→ WHAT YOU ARE ASKED TO DO: Exactly the lines starting at the line containing "if i > 0 && i.is_multiple_of(3)" and ending at the line containing "inside that directory;" are to be written out from the listing below, both included.
══════════════════════════════
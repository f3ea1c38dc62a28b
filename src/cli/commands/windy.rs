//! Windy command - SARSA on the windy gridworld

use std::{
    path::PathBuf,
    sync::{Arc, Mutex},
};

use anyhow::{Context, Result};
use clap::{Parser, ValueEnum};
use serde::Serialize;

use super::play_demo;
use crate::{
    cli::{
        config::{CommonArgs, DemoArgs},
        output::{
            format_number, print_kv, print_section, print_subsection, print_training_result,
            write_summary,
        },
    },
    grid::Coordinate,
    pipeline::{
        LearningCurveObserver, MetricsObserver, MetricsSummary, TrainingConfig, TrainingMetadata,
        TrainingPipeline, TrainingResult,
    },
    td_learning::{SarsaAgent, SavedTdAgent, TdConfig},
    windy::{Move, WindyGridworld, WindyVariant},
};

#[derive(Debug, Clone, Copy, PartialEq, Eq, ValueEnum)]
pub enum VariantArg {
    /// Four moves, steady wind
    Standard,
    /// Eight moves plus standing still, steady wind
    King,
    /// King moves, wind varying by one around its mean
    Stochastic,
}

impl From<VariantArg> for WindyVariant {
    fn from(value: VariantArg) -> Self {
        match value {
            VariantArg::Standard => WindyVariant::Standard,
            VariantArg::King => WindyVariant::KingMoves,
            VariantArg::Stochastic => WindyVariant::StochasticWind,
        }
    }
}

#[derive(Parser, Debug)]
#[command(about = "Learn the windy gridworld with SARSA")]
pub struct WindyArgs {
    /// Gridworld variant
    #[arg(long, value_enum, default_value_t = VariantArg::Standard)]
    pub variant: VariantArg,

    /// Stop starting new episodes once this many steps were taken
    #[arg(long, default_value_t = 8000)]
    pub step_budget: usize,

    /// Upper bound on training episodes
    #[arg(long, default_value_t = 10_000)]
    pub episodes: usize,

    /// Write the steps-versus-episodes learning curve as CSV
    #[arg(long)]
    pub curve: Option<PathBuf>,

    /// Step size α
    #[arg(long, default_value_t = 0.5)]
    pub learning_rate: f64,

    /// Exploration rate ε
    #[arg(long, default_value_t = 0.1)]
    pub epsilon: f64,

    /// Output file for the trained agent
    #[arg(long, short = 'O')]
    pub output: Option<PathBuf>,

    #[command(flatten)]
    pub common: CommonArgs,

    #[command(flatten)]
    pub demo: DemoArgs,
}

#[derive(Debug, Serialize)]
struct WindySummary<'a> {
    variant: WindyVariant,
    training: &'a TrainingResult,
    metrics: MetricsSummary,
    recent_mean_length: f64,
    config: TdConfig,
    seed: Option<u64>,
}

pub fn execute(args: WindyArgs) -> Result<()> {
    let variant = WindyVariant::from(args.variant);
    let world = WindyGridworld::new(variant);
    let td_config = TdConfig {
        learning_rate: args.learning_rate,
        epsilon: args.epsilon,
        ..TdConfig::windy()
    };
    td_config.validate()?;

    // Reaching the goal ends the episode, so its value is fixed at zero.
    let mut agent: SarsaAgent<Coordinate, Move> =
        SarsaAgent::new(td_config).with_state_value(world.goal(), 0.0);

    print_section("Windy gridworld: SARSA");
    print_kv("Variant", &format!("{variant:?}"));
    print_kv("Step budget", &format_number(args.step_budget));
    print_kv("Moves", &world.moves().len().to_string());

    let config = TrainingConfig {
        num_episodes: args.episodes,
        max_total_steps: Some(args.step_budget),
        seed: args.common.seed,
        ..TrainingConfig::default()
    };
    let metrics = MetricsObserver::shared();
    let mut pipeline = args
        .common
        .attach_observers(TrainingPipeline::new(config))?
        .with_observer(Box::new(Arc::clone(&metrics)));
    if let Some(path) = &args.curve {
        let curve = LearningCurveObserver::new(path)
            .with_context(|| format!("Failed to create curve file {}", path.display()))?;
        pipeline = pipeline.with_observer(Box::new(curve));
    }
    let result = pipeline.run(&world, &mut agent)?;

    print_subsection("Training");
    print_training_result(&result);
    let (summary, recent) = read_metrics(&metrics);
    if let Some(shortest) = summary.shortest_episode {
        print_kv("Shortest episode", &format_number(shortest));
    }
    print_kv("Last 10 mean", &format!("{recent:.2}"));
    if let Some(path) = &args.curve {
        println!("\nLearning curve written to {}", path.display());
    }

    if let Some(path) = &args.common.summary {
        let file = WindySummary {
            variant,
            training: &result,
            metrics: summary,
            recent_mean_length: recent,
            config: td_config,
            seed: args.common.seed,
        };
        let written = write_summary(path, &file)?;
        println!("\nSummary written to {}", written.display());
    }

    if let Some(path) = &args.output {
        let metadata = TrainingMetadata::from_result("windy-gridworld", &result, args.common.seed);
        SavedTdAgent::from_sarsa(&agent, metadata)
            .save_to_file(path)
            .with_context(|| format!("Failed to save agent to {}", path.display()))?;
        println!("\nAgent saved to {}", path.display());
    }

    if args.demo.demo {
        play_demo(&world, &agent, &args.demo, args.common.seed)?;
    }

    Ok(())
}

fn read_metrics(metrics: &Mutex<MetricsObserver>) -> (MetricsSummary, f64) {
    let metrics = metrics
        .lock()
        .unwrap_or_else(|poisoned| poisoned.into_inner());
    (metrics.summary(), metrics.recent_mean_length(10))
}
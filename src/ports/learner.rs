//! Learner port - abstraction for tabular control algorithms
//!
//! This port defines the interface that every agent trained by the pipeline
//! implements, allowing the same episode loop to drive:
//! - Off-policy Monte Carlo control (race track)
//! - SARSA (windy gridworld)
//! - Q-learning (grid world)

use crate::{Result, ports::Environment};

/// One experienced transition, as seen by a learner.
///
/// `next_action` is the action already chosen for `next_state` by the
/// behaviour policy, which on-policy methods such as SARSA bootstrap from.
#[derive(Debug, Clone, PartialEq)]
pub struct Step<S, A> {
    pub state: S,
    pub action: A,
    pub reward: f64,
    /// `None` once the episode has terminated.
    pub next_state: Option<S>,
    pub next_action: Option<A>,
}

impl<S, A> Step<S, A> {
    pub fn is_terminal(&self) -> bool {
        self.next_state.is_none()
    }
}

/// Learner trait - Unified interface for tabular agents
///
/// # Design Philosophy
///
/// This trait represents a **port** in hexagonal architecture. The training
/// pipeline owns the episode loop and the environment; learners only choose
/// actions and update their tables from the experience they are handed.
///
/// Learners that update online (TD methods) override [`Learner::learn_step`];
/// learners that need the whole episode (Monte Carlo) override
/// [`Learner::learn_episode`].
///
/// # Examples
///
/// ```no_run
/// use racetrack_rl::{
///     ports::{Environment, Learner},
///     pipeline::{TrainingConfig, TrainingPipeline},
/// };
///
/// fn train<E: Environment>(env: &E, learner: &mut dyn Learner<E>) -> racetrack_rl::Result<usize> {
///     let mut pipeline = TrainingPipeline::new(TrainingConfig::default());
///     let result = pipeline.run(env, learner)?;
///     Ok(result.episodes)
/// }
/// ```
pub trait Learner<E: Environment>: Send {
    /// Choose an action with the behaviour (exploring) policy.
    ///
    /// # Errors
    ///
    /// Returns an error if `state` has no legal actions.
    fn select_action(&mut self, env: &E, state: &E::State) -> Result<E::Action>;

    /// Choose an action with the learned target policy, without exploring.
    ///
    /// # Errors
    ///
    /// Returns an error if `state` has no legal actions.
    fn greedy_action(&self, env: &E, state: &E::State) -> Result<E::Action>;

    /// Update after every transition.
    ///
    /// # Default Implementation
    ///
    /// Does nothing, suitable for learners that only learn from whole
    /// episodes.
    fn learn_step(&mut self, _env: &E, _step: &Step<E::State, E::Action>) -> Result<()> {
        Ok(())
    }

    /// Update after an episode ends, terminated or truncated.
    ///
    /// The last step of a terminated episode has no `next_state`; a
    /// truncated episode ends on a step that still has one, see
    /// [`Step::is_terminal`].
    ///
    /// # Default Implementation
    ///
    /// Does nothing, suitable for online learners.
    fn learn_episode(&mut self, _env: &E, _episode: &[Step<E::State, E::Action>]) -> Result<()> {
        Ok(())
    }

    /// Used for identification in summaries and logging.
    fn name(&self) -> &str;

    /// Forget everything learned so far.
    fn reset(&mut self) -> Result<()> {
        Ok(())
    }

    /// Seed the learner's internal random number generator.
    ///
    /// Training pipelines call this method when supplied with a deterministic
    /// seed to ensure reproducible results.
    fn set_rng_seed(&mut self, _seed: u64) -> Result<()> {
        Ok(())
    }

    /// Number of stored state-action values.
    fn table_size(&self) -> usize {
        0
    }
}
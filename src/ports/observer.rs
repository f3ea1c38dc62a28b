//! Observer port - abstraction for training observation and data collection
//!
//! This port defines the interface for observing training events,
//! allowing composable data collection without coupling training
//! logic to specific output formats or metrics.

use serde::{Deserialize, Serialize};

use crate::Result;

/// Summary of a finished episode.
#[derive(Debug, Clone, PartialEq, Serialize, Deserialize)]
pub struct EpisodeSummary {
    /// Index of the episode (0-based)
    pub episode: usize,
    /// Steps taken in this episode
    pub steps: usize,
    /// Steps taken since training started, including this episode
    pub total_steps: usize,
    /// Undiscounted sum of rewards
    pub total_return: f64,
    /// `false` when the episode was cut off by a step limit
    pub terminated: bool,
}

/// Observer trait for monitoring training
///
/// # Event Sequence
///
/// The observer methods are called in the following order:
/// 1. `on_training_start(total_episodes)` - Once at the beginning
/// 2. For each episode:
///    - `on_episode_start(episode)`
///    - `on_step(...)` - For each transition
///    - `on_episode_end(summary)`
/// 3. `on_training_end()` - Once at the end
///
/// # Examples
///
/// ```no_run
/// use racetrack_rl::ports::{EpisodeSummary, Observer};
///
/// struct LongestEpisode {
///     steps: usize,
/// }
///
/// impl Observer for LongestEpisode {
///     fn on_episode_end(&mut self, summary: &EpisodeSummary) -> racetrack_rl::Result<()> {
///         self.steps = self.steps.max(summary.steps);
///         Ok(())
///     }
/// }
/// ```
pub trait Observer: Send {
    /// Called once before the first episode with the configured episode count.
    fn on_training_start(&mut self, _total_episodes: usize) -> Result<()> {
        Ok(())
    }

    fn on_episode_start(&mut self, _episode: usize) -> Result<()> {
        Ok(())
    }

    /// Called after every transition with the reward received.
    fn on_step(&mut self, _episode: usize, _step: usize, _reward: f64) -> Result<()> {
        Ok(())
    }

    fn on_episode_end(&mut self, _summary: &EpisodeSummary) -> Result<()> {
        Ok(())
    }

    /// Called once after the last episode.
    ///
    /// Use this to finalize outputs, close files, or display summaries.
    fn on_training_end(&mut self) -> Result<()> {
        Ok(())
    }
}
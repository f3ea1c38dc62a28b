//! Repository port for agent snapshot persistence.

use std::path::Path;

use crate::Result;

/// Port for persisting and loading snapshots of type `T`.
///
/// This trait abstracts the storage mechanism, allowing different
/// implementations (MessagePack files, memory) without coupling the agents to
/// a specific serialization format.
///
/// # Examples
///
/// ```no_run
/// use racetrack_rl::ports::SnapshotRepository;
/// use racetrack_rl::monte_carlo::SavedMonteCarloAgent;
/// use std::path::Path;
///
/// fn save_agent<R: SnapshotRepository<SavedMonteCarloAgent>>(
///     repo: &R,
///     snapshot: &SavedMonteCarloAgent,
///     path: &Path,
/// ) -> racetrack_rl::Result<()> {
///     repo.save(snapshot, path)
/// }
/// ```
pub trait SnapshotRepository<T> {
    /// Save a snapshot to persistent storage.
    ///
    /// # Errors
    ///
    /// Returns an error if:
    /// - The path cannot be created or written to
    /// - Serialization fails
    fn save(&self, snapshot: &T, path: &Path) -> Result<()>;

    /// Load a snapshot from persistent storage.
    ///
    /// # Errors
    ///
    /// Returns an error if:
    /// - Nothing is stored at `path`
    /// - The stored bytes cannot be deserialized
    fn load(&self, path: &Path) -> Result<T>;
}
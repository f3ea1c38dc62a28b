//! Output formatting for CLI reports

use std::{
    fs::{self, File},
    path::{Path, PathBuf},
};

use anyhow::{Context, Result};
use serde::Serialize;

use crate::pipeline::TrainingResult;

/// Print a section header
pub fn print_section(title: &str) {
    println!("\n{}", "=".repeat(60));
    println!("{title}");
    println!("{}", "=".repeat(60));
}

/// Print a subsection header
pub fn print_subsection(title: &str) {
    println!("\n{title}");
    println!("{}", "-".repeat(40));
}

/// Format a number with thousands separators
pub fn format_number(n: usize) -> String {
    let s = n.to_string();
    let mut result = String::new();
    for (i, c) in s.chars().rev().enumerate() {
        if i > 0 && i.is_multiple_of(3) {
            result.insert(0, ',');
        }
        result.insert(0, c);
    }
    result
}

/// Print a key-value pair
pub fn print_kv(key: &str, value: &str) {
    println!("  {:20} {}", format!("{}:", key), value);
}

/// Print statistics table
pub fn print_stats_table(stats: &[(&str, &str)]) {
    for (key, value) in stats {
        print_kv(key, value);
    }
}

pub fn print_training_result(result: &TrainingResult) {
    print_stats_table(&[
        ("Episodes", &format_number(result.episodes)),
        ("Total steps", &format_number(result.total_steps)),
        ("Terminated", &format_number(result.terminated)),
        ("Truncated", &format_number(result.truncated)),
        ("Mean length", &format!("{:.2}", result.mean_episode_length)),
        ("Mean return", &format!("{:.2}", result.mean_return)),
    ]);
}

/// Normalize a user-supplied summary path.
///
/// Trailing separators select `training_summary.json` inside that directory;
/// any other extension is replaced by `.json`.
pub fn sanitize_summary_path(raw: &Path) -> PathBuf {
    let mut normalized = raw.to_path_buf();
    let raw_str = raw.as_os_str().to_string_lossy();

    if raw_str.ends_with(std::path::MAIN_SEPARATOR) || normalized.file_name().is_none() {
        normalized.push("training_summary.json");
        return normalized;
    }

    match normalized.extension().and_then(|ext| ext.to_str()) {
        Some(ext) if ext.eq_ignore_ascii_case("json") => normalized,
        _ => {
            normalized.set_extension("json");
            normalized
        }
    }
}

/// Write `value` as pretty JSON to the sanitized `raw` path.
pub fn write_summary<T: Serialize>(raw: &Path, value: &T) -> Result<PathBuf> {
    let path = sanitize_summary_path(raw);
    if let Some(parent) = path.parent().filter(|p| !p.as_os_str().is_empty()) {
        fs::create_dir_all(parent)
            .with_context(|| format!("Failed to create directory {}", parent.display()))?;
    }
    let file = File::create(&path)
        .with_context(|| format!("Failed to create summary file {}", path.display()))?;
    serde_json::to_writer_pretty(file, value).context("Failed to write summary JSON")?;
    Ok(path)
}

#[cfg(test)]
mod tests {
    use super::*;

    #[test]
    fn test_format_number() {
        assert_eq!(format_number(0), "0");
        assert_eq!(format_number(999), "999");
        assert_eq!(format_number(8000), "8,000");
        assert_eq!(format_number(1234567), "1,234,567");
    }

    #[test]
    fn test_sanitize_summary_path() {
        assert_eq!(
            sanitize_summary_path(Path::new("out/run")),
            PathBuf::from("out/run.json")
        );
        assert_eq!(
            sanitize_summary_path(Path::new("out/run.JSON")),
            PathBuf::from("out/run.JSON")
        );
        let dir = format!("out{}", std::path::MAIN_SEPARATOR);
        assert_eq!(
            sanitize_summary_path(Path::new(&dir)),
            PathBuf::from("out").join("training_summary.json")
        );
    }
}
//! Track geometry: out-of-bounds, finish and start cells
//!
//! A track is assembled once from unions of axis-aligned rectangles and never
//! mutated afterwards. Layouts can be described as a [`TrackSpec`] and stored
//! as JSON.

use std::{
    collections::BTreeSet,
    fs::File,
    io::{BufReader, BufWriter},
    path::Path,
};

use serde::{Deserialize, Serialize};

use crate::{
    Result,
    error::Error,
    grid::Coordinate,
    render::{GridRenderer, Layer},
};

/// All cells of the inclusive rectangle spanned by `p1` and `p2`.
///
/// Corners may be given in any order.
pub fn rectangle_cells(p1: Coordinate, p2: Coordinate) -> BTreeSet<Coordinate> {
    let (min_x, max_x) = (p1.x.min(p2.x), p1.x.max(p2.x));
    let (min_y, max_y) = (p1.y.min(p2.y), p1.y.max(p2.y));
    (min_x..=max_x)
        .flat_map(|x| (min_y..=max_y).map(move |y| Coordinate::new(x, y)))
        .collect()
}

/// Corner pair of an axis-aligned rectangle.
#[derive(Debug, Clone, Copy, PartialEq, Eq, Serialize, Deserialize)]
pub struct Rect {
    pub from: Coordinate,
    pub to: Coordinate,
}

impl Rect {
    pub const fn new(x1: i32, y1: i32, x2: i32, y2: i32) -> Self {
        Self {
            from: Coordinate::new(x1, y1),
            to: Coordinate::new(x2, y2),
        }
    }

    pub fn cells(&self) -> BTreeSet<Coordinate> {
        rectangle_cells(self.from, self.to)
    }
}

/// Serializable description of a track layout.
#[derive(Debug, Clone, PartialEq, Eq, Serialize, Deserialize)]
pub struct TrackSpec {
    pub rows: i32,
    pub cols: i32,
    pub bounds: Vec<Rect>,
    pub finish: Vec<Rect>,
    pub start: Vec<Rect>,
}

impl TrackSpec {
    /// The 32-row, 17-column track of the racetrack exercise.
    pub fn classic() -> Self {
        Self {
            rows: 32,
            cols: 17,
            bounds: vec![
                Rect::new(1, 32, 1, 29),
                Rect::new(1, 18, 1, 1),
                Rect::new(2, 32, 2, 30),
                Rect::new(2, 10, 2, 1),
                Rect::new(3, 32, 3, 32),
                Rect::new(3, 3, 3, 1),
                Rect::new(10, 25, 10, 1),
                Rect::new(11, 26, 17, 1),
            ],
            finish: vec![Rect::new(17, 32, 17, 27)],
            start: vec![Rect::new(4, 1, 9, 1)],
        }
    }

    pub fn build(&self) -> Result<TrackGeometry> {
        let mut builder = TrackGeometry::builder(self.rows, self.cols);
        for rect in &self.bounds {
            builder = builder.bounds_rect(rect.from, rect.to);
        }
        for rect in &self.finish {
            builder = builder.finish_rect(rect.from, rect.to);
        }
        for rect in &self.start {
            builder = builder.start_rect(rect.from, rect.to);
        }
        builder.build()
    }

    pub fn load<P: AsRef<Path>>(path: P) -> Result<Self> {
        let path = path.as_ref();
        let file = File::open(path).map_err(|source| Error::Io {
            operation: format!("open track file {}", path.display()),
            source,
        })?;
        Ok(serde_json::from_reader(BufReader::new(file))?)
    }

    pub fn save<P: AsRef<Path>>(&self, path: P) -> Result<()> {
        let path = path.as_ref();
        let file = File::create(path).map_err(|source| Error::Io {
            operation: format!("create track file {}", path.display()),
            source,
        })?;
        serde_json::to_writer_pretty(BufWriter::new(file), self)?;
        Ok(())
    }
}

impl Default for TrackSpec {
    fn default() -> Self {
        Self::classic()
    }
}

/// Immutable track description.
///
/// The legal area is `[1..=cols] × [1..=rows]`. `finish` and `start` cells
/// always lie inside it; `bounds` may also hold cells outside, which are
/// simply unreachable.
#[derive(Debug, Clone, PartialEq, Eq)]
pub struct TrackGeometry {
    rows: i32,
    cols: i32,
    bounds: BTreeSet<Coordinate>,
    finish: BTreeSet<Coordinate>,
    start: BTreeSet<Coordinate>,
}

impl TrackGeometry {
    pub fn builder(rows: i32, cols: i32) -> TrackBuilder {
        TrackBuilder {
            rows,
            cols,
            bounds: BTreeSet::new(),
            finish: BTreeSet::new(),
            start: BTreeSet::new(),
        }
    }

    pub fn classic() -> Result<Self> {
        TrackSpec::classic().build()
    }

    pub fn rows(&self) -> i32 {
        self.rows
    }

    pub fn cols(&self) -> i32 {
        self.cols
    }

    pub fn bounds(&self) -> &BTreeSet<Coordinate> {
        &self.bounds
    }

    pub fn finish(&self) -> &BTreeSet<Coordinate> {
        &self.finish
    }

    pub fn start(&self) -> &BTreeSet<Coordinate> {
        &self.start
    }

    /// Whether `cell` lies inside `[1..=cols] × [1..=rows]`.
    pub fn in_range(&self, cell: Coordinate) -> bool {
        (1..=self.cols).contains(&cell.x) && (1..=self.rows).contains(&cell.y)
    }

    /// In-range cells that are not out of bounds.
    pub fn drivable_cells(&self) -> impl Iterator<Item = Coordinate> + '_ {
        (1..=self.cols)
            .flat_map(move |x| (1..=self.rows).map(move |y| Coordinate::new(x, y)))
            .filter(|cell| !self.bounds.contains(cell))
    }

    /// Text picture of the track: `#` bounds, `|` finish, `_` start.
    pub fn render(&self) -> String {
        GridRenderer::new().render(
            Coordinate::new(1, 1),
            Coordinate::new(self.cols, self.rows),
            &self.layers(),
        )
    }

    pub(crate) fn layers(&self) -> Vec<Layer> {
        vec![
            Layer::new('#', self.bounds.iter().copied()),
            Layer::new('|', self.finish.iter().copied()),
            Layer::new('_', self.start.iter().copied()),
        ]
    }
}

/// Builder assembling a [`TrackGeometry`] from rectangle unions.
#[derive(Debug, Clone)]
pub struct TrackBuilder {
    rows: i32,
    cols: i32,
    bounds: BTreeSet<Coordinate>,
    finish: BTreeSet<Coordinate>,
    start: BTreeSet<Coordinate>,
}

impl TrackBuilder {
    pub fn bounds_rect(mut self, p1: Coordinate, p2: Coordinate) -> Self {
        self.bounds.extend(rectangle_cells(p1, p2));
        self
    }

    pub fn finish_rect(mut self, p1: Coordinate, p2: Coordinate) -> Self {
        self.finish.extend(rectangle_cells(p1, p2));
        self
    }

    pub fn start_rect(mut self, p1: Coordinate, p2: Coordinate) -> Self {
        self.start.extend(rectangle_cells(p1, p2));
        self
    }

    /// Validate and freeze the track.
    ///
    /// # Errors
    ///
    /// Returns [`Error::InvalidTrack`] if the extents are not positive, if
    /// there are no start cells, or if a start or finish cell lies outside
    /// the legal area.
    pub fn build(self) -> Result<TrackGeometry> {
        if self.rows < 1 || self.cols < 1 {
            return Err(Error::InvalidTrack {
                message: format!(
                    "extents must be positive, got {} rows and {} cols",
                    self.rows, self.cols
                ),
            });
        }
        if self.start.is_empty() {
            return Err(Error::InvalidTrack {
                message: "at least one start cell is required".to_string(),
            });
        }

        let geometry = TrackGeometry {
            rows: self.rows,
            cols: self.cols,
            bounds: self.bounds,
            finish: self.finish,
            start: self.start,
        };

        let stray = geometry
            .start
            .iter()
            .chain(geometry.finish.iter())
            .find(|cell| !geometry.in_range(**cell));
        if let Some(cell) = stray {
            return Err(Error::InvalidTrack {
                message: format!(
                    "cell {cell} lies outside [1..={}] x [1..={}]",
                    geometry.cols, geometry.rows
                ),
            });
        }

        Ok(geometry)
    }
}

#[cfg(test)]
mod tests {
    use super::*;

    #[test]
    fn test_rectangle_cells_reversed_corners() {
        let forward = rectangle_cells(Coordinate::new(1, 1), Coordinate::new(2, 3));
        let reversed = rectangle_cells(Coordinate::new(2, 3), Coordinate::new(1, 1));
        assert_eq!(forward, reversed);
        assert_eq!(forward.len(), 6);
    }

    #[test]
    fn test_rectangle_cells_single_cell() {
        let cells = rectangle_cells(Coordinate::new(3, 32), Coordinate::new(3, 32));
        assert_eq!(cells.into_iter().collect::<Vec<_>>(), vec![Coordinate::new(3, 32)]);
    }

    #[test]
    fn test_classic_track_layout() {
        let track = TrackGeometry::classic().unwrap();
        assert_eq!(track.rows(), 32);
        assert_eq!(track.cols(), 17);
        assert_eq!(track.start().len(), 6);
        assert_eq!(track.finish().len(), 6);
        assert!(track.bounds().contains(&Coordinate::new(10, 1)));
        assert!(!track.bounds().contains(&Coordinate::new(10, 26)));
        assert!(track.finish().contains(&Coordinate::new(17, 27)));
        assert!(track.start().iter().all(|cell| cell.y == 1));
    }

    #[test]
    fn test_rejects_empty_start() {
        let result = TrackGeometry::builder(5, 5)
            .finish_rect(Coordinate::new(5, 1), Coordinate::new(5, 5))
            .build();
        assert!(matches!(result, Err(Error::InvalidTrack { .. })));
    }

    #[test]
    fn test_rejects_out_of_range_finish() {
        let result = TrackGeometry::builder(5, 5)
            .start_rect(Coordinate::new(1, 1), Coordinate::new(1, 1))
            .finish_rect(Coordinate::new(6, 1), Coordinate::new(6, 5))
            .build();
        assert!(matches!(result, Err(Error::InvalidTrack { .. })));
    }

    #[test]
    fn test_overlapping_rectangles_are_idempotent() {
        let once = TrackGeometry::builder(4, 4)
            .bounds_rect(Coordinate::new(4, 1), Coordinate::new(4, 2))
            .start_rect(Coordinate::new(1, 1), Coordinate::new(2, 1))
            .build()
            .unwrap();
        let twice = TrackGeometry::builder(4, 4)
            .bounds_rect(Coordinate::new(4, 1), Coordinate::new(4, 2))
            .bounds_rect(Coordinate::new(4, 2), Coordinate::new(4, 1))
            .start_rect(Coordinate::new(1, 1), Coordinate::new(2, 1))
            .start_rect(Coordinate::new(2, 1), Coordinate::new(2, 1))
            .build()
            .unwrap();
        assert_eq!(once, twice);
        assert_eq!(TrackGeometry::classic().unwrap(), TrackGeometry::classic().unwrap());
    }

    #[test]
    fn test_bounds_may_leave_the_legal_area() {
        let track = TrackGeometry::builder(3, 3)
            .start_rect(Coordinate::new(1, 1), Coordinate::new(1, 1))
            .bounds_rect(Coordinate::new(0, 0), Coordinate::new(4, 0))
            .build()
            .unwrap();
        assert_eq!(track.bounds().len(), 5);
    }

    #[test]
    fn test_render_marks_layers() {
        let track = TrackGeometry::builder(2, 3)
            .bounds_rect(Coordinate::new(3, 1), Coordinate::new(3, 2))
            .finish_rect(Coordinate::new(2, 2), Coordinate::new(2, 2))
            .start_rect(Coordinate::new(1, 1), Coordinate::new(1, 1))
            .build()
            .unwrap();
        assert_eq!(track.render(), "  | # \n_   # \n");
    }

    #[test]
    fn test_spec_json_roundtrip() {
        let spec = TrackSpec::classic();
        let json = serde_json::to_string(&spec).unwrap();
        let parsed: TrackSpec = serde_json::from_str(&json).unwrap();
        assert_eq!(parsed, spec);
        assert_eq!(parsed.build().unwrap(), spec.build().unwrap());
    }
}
══════════════════════════════
→ TASK RESPONSE:
        if i > 0 && i.is_multiple_of(3) {
            result.insert(0, ',');
        }
        result.insert(0, c);
    }
    result
}

/// Print a key-value pair
pub fn print_kv(key: &str, value: &str) {
    println!("  {:20} {}", format!("{}:", key), value);
}

/// Print statistics table
pub fn print_stats_table(stats: &[(&str, &str)]) {
    for (key, value) in stats {
        print_kv(key, value);
    }
}

pub fn print_training_result(result: &TrainingResult) {
    print_stats_table(&[
        ("Episodes", &format_number(result.episodes)),
        ("Total steps", &format_number(result.total_steps)),
        ("Terminated", &format_number(result.terminated)),
        ("Truncated", &format_number(result.truncated)),
        ("Mean length", &format!("{:.2}", result.mean_episode_length)),
        ("Mean return", &format!("{:.2}", result.mean_return)),
    ]);
}

/// Normalize a user-supplied summary path.
///
/// Trailing separators select `training_summary.json` inside that directory;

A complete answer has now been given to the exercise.